Eur Rev Med Pharmacol Sci. 2014;18(18):2748-58.
Ischemic postconditioning (IPO) and pharmacological pretreatment may reduce myocardial necrosis and apoptosis during ischemia/reperfusion. This study aimed to determine the protective effect of fasudil pretreatment combined with IPO on myocardial ischemia/reperfusion injury in rats and explore the possible mechanisms.
The SD rats were induced by intraperitoneal injection of fasudil hydrochloride (1 or 10 mg/kg) 60 min before the initiation of ischemia, while the control rats were given the same volume of saline. The hearts were hung on the Langendorff perfusion apparatus and underwent 30 min global ischemia and 120 min reperfusion. The IPO protocol was induced by six cycles of 10 sec ischemia and 10 sec reperfusion at the onset of reperfusion. The hemodynamic changes were measured, myocardial infarct size was determined by triphenyltetrazolium chloride (TTC) staining, cardiomyocyte apoptosis was detected by TUNEL staining, lactate dehydrogenase (LDH) was analyzed from coronary effluents, phosphorylation of Akt and eNOS, as well as expression of Bcl-2 and Bax were measured by western blotting analysis.

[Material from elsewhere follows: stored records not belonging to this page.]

//! Common test utilities for ledger-service integration tests.

#![allow(dead_code)]

use axum::body::Body;
use axum::http::{Method, Request, StatusCode};
use axum::Router;
use http_body_util::BodyExt;
use ledger_service::config::{LedgerConfig, MongoConfig, SmsConfig, SmtpConfig, StorageBackend};
use ledger_service::models::{Address, FinancialSettings, Organization, StudentAccount};
use ledger_service::services::providers::{MockEmailProvider, MockSmsProvider};
use ledger_service::services::{
    InMemoryLedgerStore, PaymentLedger, RandomReceiptNumbers, ReceiptNotifier,
};
use ledger_service::{build_router, AppState};
use rust_decimal::Decimal;
use secrecy::Secret;
use serde_json::Value;
use service_core::config::Config as CommonConfig;
use std::sync::{Arc, Once};
use std::time::Duration;
use tower::ServiceExt;

pub const ORG_ID: &str = "org-test";
pub const STUDENT_ID: &str = "stu-1";
pub const STUDENT_USER_ID: &str = "user-stu-1";
pub const OTHER_STUDENT_ID: &str = "stu-2";
pub const OTHER_STUDENT_USER_ID: &str = "user-stu-2";
pub const ADMIN_USER_ID: &str = "user-admin";

static INIT: Once = Once::new();

/// Initialize tracing for tests (only once).
pub fn init_tracing() {
    INIT.call_once(|| {
        tracing_subscriber::fmt()
            .with_env_filter("info,ledger_service=debug")
            .with_test_writer()
            .try_init()
            .ok();
    });
}

pub fn test_config() -> LedgerConfig {
    LedgerConfig {
        common: CommonConfig {
            port: 0,
            log_level: "debug".to_string(),
            otlp_endpoint: None,
        },
        service_name: "ledger-service-test".to_string(),
        storage: StorageBackend::Memory,
        mongodb: MongoConfig {
            uri: Secret::new("mongodb://localhost:27017".to_string()),
            database: "ledger_test".to_string(),
        },
        smtp: SmtpConfig {
            host: "localhost".to_string(),
            port: 1025,
            user: String::new(),
            password: Secret::new(String::new()),
            from_email: "noreply@example.com".to_string(),
            from_name: "Education CRM".to_string(),
            enabled: false,
        },
        sms: SmsConfig {
            api_url: "http://localhost:9".to_string(),
            email: String::new(),
            password: Secret::new(String::new()),
            sender: "4546".to_string(),
            token_ttl_secs: 60,
            enabled: false,
        },
        allowed_origins: Vec::new(),
    }
}

pub fn student(id: &str, user_id: &str, debt: Decimal) -> StudentAccount {
    StudentAccount {
        id: id.to_string(),
        organization_id: ORG_ID.to_string(),
        user_id: Some(user_id.to_string()),
        student_id: format!("STU-20240101-{}", 1000 + id.len()),
        first_name: "Aziza".to_string(),
        last_name: "Karimova".to_string(),
        email: Some(format!("{}@example.com", id)),
        phone: Some("+998 90 123-45-67".to_string()),
        total_paid: Decimal::ZERO,
        total_debt: debt,
        updated_at: None,
    }
}

pub struct TestApp {
    pub router: Router,
    pub store: Arc<InMemoryLedgerStore>,
    pub email: Arc<MockEmailProvider>,
    pub sms: Arc<MockSmsProvider>,
}

/// Router over the in-memory store with one organization and two students.
pub fn spawn_app() -> TestApp {
    init_tracing();

    let store = Arc::new(InMemoryLedgerStore::new());
    store
        .put_organization(Organization {
            id: ORG_ID.to_string(),
            name: "Bright Minds Academy".to_string(),
            address: Address {
                street: Some("Amir Temur 1".to_string()),
                city: Some("Tashkent".to_string()),
                ..Default::default()
            },
            financial_settings: FinancialSettings {
                grace_period_days: 3,
                late_fee_per_day: Decimal::from(5000),
                currency: "UZS".to_string(),
            },
        })
        .expect("seed organization");
    store
        .put_student(student(STUDENT_ID, STUDENT_USER_ID, Decimal::from(5000)))
        .expect("seed student");
    store
        .put_student(student(OTHER_STUDENT_ID, OTHER_STUDENT_USER_ID, Decimal::ZERO))
        .expect("seed student");

    let email = Arc::new(MockEmailProvider::new(true));
    let sms = Arc::new(MockSmsProvider::new(true));

    let ledger = PaymentLedger::new(
        store.clone(),
        store.clone(),
        store.clone(),
        Arc::new(RandomReceiptNumbers),
    );
    let state = AppState {
        config: test_config(),
        ledger: Arc::new(ledger),
        notifier: Arc::new(ReceiptNotifier::new(email.clone(), sms.clone())),
    };

    TestApp {
        router: build_router(state),
        store,
        email,
        sms,
    }
}

impl TestApp {
    /// Sends a request with the gateway identity headers. `role` of `None`
    /// omits `X-User-Role`.
    pub async fn request(
        &self,
        method: Method,
        uri: &str,
        role: Option<&str>,
        user_id: Option<&str>,
        body: Option<Value>,
    ) -> (StatusCode, Value) {
        let mut builder = Request::builder()
            .method(method)
            .uri(uri)
            .header("X-Org-ID", ORG_ID);
        if let Some(role) = role {
            builder = builder.header("X-User-Role", role);
        }
        if let Some(user_id) = user_id {
            builder = builder.header("X-User-ID", user_id);
        }

        let request = match body {
            Some(json) => builder
                .header("content-type", "application/json")
                .body(Body::from(json.to_string())),
            None => builder.body(Body::empty()),
        }
        .expect("build request");

        let response = self
            .router
            .clone()
            .oneshot(request)
            .await
            .expect("router is infallible");
        let status = response.status();
        let bytes = response
            .into_body()
            .collect()
            .await
            .expect("read body")
            .to_bytes();
        let json = if bytes.is_empty() {
            Value::Null
        } else {
            serde_json::from_slice(&bytes).unwrap_or_else(|_| {
                Value::String(String::from_utf8_lossy(&bytes).into_owned())
            })
        };
        (status, json)
    }

    pub async fn as_admin(&self, method: Method, uri: &str, body: Option<Value>) -> (StatusCode, Value) {
        self.request(method, uri, Some("admin"), Some(ADMIN_USER_ID), body)
            .await
    }

    /// Records a payment as admin and returns the created payment JSON.
    pub async fn create_payment(&self, body: Value) -> Value {
        let (status, json) = self.as_admin(Method::POST, "/payments", Some(body)).await;
        assert_eq!(status, StatusCode::CREATED, "create failed: {}", json);
        json
    }

    pub async fn student_account(&self, id: &str) -> StudentAccount {
        use ledger_service::services::StudentAccountRepository;
        StudentAccountRepository::find(&*self.store, ORG_ID, id)
            .await
            .expect("store read")
            .expect("student exists")
    }

    /// Waits for the detached receipt task to reach the mock providers.
    pub async fn wait_for_receipts(&self) {
        for _ in 0..50 {
            if self.email.send_count() > 0 && self.sms.send_count() > 0 {
                return;
            }
            tokio::time::sleep(Duration::from_millis(10)).await;
        }
    }
}

pub fn payment_body(amount: i64) -> Value {
    serde_json::json!({
        "studentId": STUDENT_ID,
        "amount": amount,
        "paymentMethod": "cash",
        "paymentFor": { "type": "tuition", "month": "2024-01", "year": 2024 }
    })
}

pub fn decimal(value: &Value) -> Decimal {
    let n = value.as_f64().expect("numeric money field");
    Decimal::try_from(n).expect("finite money value")
}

The high-dose fasudil (10 mg/kg) pretreatment group and IPO group significantly improved post-ischemia cardiac function, reduced myocardial infarct size, attenuated cardiomyocyte apoptosis, decreased the release of LDH, increased expression of phospho-Akt, phospho-eNOS and Bcl-2, and reduced expression of Bax compared with the control group (p < 0.05). In addition, the high-dose fasudil pretreatment combined with IPO group could further improved post-ischemia cardiac function, reduced myocardial infarct size, attenuated cardiomyocyte apoptosis, decreased the release of LDH, increased expression of phospho-Akt, phospho-eNOS and Bcl-2, and reduced expression of Bax compared with the single treatment groups (p < 0.05).

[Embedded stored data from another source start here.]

use secrecy::Secret;
use serde::Deserialize;
use service_core::config as core_config;
use service_core::error::AppError;
use std::env;

#[derive(Debug, Clone, Deserialize)]
pub struct LedgerConfig {
    #[serde(flatten)]
    pub common: core_config::Config,
    pub service_name: String,
    pub storage: StorageBackend,
    pub mongodb: MongoConfig,
    pub smtp: SmtpConfig,
    pub sms: SmsConfig,
    /// Empty means any origin.
    pub allowed_origins: Vec<String>,
}

#[derive(Debug, Clone, Copy, PartialEq, Eq, Deserialize)]
#[serde(rename_all = "lowercase")]
pub enum StorageBackend {
    Mongodb,
    Memory,
}

impl StorageBackend {
    fn parse(value: &str) -> Result<Self, AppError> {
        match value.trim().to_ascii_lowercase().as_str() {
            "mongodb" | "mongo" => Ok(Self::Mongodb),
            "memory" => Ok(Self::Memory),
            other => Err(AppError::ConfigError(anyhow::anyhow!(
                "LEDGER_STORAGE must be 'mongodb' or 'memory', got '{}'",
                other
            ))),
        }
    }
}

#[derive(Debug, Clone, Deserialize)]
pub struct MongoConfig {
    pub uri: Secret<String>,
    pub database: String,
}

#[derive(Debug, Clone, Deserialize)]
pub struct SmtpConfig {
    pub host: String,
    pub port: u16,
    pub user: String,
    pub password: Secret<String>,
    pub from_email: String,
    pub from_name: String,
    pub enabled: bool,
}

/// Eskiz-style SMS gateway.
#[derive(Debug, Clone, Deserialize)]
pub struct SmsConfig {
    pub api_url: String,
    pub email: String,
    pub password: Secret<String>,
    pub sender: String,
    pub token_ttl_secs: u64,
    pub enabled: bool,
}

impl LedgerConfig {
    pub fn load() -> Result<Self, AppError> {
        let common_config = core_config::Config::load()?;
        let is_prod = env::var("ENVIRONMENT").unwrap_or_else(|_| "dev".to_string()) == "prod";

        let storage = StorageBackend::parse(&get_env("LEDGER_STORAGE", Some("mongodb"), false)?)?;
        // The in-memory backend never needs a connection string.
        let needs_mongo = is_prod && storage == StorageBackend::Mongodb;

        let mut common = common_config;
        if let Ok(level) = env::var("LOG_LEVEL") {
            common.log_level = level;
        }
        if let Ok(endpoint) = env::var("OTEL_EXPORTER_OTLP_ENDPOINT") {
            common.otlp_endpoint = Some(endpoint).filter(|e| !e.is_empty());
        }

        let smtp_enabled = flag("SMTP_ENABLED");
        let sms_enabled = flag("SMS_ENABLED");

        Ok(LedgerConfig {
            common,
            service_name: "ledger-service".to_string(),
            storage,
            mongodb: MongoConfig {
                uri: Secret::new(get_env(
                    "MONGODB_URI",
                    Some("mongodb://localhost:27017"),
                    needs_mongo,
                )?),
                database: get_env("MONGODB_DATABASE", Some("education_crm"), false)?,
            },
            smtp: SmtpConfig {
                host: get_env("SMTP_HOST", Some("smtp.gmail.com"), false)?,
                port: get_env("SMTP_PORT", Some("587"), false)?
                    .parse()
                    .unwrap_or(587),
                user: get_env("SMTP_USER", Some(""), is_prod && smtp_enabled)?,
                password: Secret::new(get_env(
                    "SMTP_PASSWORD",
                    Some(""),
                    is_prod && smtp_enabled,
                )?),
                from_email: get_env("SMTP_FROM_EMAIL", Some("noreply@example.com"), false)?,
                from_name: get_env("SMTP_FROM_NAME", Some("Education CRM"), false)?,
                enabled: smtp_enabled,
            },
            sms: SmsConfig {
                api_url: get_env("SMS_API_URL", Some("https://notify.eskiz.uz/api"), false)?,
                email: get_env("SMS_EMAIL", Some(""), is_prod && sms_enabled)?,
                password: Secret::new(get_env(
                    "SMS_PASSWORD",
                    Some(""),
                    is_prod && sms_enabled,
                )?),
                sender: get_env("SMS_SENDER", Some("4546"), false)?,
                token_ttl_secs: get_env("SMS_TOKEN_TTL_SECS", Some("2592000"), false)?
                    .parse()
                    .unwrap_or(2_592_000),
                enabled: sms_enabled,
            },
            allowed_origins: get_env("CORS_ALLOWED_ORIGINS", Some(""), false)?
                .split(',')
                .map(str::trim)
                .filter(|o| !o.is_empty())
                .map(str::to_string)
                .collect(),
        })
    }
}

fn flag(key: &str) -> bool {
    env::var(key)
        .unwrap_or_else(|_| "false".to_string())
        .parse()
        .unwrap_or(false)
}

/// Reads `key`, falling back to `default` unless `required` is set.
fn get_env(key: &str, default: Option<&str>, required: bool) -> Result<String, AppError> {
    match env::var(key) {
        Ok(val) => Ok(val),
        Err(_) if required => Err(AppError::ConfigError(anyhow::anyhow!(
            "{} is required in production but not set",
            key
        ))),
        Err(_) => default.map(str::to_string).ok_or_else(|| {
            AppError::ConfigError(anyhow::anyhow!("{} is required but not set", key))
        }),
    }
}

The combination of high-dose fasudil pretreatment and IPO had a synergistic protective effect on myocardial ischemia/reperfusion injury, which was mediated via upregulating the PI3K/Akt/eNOS pathway, increasing expression of antiapoptotic Bcl-2, and decreasing expression of proapoptotic Bax.
缺血后处理(IPO)和药物预处理可减少缺血/再灌注期间的心肌坏死和凋亡。本研究旨在确定法舒地尔预处理联合IPO对大鼠心肌缺血/再灌注损伤的保护作用,并探讨其可能机制。

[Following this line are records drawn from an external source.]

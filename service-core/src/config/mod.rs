use crate::error::AppError;
use config::{Config as Cfg, File};
use serde::Deserialize;

#[derive(Debug, Deserialize, Clone)]
pub struct Config {
    #[serde(default = "default_port")]
    pub port: u16,
    #[serde(default = "default_log_level")]
    pub log_level: String,
    #[serde(default)]
    pub otlp_endpoint: Option<String>,
}

fn default_port() -> u16 {
    8080
}

fn default_log_level() -> String {
    "info".to_string()
}

impl Config {
    /// Loads `configuration.*` if present, then `APP__*` environment overrides.
    pub fn load() -> Result<Self, AppError> {
        dotenvy::dotenv().ok();

        let config = Cfg::builder()
            .add_source(File::with_name("configuration").required(false))
            .add_source(config::Environment::with_prefix("APP").separator("__"))
            .build()?;

        Ok(config.try_deserialize()?)
    }
}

在缺血开始前60分钟,通过腹腔注射盐酸法舒地尔(1或10mg/kg)诱导SD大鼠,而对照组大鼠给予相同体积的生理盐水。将心脏悬挂在Langendorff灌注装置上,进行30分钟全心缺血和120分钟再灌注。IPO方案在再灌注开始时通过6个周期的10秒缺血和10秒再灌注诱导。测量血流动力学变化,通过氯化三苯基四氮唑(TTC)染色确定心肌梗死面积,通过TUNEL染色检测心肌细胞凋亡,从冠状动脉流出液中分析乳酸脱氢酶(LDH),通过蛋白质印迹分析测量Akt和eNOS的磷酸化以及Bcl-2和Bax的表达。
与对照组相比,高剂量法舒地尔(10mg/kg)预处理组和IPO组显著改善缺血后心功能,减小心肌梗死面积,减轻心肌细胞凋亡,减少LDH释放,增加磷酸化Akt、磷酸化eNOS和Bcl-2的表达,并降低Bax的表达(p<0.05)。此外,与单一治疗组相比,高剂量法舒地尔预处理联合IPO组可进一步改善缺血后心功能,减小心肌梗死面积,减轻心肌细胞凋亡,减少LDH释放,增加磷酸化Akt、磷酸化eNOS和Bcl-2的表达,并降低Bax的表达(p<0.05)。
高剂量法舒地尔预处理与IPO联合对心肌缺血/再灌注损伤具有协同保护作用,其通过上调PI3K/Akt/eNOS途径、增加抗凋亡蛋白Bcl-2的表达以及降低促凋亡蛋白Bax的表达介导。